### [Exercise details]
The entries below contain a line with "for p in &result.percentiles" and a line with "column per scenario.". Quote exactly those two lines and all lines between them.

### [Data section]
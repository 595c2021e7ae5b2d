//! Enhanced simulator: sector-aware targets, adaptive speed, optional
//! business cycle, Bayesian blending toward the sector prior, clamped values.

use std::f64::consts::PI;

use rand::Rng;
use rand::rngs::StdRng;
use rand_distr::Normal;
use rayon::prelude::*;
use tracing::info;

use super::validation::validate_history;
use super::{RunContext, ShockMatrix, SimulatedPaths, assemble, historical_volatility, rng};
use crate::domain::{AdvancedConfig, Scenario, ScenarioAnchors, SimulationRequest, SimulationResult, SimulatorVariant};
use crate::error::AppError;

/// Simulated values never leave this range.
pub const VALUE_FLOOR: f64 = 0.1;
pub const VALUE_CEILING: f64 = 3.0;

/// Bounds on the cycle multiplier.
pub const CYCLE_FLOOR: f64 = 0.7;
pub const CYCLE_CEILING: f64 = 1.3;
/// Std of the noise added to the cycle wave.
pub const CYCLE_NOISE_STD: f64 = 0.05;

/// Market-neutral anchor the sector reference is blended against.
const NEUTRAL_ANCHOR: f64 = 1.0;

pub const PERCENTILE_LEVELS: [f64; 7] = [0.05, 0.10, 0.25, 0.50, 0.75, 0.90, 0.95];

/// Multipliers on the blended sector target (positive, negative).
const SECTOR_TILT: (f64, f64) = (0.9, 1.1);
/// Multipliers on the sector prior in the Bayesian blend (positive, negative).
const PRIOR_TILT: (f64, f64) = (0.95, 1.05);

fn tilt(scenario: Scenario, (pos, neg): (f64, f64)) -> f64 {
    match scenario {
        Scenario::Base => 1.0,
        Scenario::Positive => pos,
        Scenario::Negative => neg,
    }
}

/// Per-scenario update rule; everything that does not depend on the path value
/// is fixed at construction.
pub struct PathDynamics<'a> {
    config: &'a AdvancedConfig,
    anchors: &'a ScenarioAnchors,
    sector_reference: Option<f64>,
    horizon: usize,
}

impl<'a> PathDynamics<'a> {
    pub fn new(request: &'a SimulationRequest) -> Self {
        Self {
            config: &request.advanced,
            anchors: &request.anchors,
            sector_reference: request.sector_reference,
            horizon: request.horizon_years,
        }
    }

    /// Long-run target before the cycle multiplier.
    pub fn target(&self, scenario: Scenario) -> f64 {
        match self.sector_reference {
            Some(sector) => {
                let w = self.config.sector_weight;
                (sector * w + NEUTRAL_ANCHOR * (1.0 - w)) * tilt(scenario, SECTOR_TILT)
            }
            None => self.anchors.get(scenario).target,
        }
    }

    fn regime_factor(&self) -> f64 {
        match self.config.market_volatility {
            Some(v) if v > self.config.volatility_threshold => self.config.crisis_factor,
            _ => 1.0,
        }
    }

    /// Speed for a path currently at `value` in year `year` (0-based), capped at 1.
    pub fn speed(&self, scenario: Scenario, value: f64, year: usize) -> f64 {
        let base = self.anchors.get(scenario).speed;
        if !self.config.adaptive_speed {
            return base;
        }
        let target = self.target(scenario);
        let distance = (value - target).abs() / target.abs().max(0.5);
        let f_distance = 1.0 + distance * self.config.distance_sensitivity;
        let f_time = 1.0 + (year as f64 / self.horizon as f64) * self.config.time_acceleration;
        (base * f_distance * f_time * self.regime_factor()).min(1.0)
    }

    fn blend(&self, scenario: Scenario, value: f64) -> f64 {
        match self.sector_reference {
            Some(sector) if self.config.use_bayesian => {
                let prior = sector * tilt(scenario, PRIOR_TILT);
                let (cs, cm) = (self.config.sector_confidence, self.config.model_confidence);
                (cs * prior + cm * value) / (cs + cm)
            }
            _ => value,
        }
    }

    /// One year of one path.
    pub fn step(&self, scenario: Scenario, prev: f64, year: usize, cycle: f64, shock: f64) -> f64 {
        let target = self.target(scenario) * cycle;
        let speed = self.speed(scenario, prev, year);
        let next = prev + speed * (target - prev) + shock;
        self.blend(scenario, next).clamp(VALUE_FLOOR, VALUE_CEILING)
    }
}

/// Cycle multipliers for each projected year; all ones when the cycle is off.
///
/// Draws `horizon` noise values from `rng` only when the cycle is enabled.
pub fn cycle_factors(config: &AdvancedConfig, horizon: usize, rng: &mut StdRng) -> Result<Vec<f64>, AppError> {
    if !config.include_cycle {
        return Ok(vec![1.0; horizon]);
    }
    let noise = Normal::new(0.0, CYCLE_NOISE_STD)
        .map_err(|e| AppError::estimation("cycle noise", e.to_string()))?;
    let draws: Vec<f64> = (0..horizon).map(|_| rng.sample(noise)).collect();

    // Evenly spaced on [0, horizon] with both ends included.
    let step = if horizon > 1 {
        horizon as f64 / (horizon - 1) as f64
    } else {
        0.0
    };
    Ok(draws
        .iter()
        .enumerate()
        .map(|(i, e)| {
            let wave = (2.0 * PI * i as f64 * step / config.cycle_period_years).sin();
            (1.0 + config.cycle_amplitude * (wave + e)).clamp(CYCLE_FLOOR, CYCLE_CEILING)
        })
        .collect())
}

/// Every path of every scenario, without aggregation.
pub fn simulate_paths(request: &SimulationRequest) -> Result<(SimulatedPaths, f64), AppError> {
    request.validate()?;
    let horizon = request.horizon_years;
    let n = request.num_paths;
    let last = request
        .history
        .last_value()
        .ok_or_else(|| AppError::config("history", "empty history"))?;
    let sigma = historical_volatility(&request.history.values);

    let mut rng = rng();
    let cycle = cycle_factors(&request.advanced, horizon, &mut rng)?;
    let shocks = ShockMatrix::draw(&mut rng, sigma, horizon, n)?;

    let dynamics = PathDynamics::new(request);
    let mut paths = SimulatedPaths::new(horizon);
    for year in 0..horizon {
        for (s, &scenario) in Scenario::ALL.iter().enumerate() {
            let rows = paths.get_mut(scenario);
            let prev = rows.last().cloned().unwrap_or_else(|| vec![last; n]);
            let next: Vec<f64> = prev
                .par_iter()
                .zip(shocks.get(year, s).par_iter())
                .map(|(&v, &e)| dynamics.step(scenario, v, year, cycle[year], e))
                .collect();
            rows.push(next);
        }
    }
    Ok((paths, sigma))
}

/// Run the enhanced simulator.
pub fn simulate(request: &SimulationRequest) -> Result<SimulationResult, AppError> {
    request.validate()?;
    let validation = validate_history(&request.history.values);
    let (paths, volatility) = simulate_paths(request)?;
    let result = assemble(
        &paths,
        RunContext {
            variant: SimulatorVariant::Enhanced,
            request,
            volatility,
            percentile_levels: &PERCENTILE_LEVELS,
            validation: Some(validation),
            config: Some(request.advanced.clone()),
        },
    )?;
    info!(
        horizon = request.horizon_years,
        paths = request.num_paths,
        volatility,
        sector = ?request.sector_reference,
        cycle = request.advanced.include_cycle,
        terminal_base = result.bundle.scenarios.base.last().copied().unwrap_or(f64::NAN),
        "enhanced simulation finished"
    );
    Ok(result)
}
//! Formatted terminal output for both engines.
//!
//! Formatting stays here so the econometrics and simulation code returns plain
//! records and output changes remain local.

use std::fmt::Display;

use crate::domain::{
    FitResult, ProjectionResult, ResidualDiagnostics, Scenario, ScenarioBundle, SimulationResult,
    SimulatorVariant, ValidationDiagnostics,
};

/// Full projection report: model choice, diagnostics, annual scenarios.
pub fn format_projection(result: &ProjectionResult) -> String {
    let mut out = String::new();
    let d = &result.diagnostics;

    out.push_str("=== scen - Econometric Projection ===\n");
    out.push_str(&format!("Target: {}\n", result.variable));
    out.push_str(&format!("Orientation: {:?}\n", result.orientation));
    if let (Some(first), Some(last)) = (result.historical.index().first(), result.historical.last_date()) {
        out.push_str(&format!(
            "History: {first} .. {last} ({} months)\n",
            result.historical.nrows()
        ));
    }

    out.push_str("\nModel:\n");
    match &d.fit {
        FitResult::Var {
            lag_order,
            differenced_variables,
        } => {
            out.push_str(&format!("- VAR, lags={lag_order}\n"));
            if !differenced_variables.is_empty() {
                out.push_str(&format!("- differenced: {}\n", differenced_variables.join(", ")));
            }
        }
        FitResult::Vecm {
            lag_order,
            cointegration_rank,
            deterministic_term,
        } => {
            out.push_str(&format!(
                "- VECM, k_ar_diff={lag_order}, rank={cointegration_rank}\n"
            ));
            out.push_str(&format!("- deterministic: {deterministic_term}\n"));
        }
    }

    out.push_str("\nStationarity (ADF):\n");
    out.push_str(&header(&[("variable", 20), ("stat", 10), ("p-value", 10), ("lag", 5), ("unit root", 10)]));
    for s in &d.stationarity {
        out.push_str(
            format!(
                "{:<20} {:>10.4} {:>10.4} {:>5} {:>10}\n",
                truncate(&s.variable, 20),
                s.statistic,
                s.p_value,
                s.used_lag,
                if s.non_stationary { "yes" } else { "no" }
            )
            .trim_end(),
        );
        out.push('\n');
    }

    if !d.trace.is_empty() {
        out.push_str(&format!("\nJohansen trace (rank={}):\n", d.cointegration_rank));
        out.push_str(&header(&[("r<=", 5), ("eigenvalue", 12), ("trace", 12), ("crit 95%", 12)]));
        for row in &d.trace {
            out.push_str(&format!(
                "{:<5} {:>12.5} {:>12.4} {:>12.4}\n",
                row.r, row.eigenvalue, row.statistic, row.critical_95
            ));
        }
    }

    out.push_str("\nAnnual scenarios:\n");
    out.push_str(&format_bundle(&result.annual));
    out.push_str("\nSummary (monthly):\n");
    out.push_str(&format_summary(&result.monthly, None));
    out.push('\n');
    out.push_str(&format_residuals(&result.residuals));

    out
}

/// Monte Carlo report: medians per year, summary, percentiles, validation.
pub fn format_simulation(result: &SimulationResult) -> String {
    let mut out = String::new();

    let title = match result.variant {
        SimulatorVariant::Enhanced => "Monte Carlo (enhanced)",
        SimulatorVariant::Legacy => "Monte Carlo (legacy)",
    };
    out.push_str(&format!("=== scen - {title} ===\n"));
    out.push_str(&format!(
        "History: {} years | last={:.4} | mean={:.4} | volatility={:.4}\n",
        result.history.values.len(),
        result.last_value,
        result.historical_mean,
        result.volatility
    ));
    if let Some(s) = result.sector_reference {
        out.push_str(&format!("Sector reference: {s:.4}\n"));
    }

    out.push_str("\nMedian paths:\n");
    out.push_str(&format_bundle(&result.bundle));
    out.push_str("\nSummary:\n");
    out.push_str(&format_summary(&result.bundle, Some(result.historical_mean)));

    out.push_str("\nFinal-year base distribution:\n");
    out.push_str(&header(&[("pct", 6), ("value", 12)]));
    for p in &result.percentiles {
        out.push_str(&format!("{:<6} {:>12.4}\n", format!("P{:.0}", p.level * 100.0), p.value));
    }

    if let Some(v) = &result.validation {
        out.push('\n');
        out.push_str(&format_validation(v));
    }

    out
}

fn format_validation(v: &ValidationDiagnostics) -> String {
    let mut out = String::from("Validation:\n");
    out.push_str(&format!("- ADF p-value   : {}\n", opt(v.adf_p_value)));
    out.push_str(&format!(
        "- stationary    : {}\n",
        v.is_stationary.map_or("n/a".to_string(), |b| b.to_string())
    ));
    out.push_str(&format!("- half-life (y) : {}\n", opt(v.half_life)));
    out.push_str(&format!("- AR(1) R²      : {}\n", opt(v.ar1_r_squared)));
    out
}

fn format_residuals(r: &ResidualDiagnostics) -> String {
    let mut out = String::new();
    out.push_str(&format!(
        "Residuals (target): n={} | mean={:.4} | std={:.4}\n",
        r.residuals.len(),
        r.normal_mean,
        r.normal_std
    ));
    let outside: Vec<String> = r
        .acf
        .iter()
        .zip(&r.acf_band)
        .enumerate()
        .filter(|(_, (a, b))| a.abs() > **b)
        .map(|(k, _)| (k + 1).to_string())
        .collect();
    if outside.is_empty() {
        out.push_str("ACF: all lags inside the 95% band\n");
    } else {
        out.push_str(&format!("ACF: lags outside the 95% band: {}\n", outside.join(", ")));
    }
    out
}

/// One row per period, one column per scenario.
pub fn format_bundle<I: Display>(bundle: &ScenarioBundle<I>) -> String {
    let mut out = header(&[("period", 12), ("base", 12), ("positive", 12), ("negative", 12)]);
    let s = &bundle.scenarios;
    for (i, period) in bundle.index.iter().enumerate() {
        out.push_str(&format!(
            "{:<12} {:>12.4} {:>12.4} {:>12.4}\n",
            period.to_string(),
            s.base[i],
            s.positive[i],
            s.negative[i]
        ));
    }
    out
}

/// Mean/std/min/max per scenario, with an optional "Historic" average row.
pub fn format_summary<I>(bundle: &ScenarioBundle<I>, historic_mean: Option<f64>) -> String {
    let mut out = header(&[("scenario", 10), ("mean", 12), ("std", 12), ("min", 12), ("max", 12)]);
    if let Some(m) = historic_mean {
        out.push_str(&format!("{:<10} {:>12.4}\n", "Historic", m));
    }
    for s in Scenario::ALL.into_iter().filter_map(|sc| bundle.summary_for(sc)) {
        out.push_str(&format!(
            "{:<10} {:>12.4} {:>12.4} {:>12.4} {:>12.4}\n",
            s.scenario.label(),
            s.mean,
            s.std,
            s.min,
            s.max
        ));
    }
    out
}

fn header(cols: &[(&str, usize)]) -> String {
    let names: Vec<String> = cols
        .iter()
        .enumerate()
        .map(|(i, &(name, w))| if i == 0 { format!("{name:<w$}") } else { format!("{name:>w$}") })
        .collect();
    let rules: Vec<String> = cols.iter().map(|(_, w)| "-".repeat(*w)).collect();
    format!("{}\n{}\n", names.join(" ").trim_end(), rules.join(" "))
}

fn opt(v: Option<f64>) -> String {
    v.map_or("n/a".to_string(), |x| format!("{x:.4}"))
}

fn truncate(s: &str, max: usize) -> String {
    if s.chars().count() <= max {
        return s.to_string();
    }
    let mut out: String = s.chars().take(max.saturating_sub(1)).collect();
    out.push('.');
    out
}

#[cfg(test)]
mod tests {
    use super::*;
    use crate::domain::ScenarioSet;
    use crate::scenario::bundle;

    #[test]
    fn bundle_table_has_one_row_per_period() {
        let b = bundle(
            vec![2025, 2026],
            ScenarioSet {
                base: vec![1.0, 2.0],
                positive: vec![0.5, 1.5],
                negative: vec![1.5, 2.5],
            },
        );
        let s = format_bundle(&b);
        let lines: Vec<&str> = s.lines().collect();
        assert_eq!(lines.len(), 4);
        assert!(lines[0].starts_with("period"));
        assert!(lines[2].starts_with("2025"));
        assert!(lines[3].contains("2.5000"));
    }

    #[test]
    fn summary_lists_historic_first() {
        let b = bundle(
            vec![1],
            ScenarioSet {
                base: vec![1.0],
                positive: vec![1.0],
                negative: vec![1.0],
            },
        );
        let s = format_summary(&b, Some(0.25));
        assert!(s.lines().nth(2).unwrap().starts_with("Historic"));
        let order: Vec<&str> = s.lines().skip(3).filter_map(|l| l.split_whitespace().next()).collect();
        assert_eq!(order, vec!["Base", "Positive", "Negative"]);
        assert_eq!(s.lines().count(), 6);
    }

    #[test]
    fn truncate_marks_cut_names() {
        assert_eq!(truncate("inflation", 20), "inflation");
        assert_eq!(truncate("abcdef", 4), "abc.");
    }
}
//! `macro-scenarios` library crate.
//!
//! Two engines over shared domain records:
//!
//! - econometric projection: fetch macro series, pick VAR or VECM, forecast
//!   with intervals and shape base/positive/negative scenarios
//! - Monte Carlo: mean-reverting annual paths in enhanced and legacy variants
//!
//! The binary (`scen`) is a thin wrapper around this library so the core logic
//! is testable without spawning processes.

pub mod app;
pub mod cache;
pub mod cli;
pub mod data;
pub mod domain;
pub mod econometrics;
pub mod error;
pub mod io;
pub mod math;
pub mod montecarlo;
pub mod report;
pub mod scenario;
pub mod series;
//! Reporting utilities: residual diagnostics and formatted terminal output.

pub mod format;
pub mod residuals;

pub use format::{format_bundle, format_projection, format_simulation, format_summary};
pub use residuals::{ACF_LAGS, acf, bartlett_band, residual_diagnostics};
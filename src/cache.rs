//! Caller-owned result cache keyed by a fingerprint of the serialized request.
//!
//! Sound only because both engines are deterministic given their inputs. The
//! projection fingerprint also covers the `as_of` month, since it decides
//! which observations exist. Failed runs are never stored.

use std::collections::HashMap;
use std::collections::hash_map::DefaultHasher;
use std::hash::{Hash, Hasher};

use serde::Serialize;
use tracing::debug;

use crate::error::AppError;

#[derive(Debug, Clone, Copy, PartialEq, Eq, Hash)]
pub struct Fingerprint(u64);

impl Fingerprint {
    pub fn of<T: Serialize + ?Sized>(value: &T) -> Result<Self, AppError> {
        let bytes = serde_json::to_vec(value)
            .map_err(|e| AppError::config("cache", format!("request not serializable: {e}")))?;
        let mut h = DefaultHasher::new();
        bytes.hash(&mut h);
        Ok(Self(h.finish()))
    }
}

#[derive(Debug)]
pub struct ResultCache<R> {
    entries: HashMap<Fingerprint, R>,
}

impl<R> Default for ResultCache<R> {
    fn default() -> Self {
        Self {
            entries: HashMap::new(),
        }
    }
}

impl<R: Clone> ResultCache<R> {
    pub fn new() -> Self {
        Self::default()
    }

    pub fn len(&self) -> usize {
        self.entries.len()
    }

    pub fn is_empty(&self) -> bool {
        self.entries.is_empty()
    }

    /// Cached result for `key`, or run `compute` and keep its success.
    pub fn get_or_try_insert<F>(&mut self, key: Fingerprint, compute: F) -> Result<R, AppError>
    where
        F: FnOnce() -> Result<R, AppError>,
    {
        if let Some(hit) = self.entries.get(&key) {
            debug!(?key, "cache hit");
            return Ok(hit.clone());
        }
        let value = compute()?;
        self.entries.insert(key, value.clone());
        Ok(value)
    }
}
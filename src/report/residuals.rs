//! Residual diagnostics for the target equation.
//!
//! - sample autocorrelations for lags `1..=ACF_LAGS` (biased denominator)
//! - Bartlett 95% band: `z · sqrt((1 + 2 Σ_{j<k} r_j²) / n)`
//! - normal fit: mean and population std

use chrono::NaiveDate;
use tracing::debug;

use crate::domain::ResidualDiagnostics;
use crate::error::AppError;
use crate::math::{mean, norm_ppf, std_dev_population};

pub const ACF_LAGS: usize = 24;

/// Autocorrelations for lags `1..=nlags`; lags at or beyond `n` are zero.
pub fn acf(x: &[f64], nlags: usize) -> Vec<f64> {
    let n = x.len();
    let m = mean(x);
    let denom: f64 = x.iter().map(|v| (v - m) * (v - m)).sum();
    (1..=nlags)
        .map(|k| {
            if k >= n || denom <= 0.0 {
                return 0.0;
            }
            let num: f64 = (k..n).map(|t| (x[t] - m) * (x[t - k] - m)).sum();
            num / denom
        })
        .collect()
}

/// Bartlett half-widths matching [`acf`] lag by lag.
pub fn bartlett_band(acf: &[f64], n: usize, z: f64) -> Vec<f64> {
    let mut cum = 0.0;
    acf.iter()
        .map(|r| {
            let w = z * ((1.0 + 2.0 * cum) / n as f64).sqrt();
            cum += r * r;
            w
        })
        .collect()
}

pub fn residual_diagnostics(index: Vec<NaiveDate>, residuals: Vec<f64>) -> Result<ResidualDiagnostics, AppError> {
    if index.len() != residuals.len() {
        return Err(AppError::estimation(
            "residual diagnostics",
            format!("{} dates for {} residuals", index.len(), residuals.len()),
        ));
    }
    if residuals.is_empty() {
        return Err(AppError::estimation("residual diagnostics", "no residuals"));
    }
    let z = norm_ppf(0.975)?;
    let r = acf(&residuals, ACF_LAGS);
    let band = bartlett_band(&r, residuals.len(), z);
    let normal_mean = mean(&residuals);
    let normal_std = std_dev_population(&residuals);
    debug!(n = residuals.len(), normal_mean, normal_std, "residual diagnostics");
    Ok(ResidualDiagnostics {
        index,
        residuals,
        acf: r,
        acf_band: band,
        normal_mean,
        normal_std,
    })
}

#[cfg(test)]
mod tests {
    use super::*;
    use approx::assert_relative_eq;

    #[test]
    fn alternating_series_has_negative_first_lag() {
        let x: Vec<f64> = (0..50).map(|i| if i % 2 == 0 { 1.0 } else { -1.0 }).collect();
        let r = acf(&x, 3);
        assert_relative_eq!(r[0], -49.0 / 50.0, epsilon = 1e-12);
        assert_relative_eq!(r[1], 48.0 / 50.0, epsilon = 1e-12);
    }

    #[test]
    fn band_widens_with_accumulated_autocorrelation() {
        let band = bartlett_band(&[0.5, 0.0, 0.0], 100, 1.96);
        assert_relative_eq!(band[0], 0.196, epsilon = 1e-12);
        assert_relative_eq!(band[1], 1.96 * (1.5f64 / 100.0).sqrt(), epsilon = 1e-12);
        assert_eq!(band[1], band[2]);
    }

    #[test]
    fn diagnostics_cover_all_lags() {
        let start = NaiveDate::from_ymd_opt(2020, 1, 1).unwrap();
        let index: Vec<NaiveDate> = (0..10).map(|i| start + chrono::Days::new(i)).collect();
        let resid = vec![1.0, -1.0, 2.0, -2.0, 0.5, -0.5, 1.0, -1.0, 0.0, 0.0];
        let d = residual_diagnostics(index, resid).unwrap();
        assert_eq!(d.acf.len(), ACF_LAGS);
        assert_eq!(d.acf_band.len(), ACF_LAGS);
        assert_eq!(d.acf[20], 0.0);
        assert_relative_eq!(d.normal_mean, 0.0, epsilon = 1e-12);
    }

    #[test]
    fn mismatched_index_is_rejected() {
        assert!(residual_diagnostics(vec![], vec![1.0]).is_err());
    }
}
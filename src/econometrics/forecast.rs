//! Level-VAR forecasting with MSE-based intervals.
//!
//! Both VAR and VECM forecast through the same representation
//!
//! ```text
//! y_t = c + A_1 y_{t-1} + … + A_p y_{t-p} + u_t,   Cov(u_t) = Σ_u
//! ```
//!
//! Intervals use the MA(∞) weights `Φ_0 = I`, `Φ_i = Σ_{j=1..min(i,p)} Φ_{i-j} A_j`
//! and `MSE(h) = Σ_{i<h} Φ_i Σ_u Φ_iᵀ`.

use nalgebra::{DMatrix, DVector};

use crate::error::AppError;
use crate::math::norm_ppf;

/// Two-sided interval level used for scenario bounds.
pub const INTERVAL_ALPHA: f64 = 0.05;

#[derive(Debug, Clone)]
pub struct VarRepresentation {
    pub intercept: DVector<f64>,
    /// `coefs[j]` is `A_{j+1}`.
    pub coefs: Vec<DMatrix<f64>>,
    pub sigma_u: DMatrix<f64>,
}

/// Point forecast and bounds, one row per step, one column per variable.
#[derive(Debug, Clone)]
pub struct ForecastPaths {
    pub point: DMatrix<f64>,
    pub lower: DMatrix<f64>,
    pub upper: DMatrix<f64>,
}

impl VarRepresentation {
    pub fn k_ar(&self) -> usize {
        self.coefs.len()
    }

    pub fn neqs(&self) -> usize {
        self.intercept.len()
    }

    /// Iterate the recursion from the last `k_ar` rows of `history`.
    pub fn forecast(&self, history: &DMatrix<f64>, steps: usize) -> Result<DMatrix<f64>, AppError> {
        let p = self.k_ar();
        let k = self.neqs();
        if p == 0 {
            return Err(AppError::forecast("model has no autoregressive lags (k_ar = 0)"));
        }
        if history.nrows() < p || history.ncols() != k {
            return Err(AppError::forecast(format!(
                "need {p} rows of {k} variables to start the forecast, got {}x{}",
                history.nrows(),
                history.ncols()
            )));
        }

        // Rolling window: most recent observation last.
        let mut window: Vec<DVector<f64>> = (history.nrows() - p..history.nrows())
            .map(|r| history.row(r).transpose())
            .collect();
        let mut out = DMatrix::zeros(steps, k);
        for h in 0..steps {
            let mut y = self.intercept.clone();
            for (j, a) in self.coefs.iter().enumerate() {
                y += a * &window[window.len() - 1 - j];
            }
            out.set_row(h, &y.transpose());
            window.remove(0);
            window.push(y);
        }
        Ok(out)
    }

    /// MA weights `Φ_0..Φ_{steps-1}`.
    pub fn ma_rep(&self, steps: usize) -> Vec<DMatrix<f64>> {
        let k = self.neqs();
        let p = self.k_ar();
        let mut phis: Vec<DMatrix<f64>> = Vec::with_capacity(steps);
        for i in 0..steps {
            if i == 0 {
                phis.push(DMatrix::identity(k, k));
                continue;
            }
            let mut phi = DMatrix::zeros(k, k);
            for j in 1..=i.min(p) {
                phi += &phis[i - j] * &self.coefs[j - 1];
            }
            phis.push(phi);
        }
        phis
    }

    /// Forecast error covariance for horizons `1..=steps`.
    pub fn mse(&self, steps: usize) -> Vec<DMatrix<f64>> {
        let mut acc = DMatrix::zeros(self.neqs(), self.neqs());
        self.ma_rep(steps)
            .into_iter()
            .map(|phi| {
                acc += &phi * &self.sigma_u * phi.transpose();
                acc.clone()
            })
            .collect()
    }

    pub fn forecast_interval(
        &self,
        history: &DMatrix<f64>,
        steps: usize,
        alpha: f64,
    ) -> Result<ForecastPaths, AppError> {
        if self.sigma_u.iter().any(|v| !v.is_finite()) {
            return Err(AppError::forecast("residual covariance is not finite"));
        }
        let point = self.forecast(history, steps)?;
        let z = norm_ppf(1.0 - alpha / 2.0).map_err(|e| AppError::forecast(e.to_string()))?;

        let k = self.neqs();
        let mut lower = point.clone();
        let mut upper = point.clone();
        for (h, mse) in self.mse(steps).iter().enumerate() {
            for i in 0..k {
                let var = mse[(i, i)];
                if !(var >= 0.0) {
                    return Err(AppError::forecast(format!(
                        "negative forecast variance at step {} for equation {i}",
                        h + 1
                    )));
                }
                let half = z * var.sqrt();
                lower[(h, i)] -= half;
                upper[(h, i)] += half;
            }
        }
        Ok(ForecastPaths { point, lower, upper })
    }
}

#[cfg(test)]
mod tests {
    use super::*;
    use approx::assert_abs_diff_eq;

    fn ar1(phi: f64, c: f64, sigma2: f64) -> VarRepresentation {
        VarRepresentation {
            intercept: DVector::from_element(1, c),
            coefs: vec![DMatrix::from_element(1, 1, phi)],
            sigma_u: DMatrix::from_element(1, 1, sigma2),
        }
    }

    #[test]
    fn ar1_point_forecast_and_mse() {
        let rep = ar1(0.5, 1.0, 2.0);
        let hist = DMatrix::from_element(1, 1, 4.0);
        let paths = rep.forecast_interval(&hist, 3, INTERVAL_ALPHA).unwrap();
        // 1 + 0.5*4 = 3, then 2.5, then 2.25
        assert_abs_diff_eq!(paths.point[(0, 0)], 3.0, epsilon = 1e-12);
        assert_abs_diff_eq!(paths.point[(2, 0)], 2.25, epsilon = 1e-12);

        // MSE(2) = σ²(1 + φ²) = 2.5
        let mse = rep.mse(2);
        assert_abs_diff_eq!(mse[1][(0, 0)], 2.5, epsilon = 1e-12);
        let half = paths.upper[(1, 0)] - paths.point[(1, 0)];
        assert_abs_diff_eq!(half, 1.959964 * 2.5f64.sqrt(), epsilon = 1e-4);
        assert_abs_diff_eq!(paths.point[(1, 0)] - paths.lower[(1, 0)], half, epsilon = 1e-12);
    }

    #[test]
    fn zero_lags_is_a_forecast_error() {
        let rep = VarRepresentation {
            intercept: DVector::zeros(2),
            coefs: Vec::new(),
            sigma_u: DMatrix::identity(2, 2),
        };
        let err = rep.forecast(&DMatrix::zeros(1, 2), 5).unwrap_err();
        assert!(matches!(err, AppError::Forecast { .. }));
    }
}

### [Output of the exercise]
    for p in &result.percentiles {
        out.push_str(&format!("{:<6} {:>12.4}\n", format!("P{:.0}", p.level * 100.0), p.value));
    }

    if let Some(v) = &result.validation {
        out.push('\n');
        out.push_str(&format_validation(v));
    }

    out
}

fn format_validation(v: &ValidationDiagnostics) -> String {
    let mut out = String::from("Validation:\n");
    out.push_str(&format!("- ADF p-value   : {}\n", opt(v.adf_p_value)));
    out.push_str(&format!(
        "- stationary    : {}\n",
        v.is_stationary.map_or("n/a".to_string(), |b| b.to_string())
    ));
    out.push_str(&format!("- half-life (y) : {}\n", opt(v.half_life)));
    out.push_str(&format!("- AR(1) R²      : {}\n", opt(v.ar1_r_squared)));
    out
}

fn format_residuals(r: &ResidualDiagnostics) -> String {
    let mut out = String::new();
    out.push_str(&format!(
        "Residuals (target): n={} | mean={:.4} | std={:.4}\n",
        r.residuals.len(),
        r.normal_mean,
        r.normal_std
    ));
    let outside: Vec<String> = r
        .acf
        .iter()
        .zip(&r.acf_band)
        .enumerate()
        .filter(|(_, (a, b))| a.abs() > **b)
        .map(|(k, _)| (k + 1).to_string())
        .collect();
    if outside.is_empty() {
        out.push_str("ACF: all lags inside the 95% band\n");
    } else {
        out.push_str(&format!("ACF: lags outside the 95% band: {}\n", outside.join(", ")));
    }
    out
}

/// One row per period, one column per scenario.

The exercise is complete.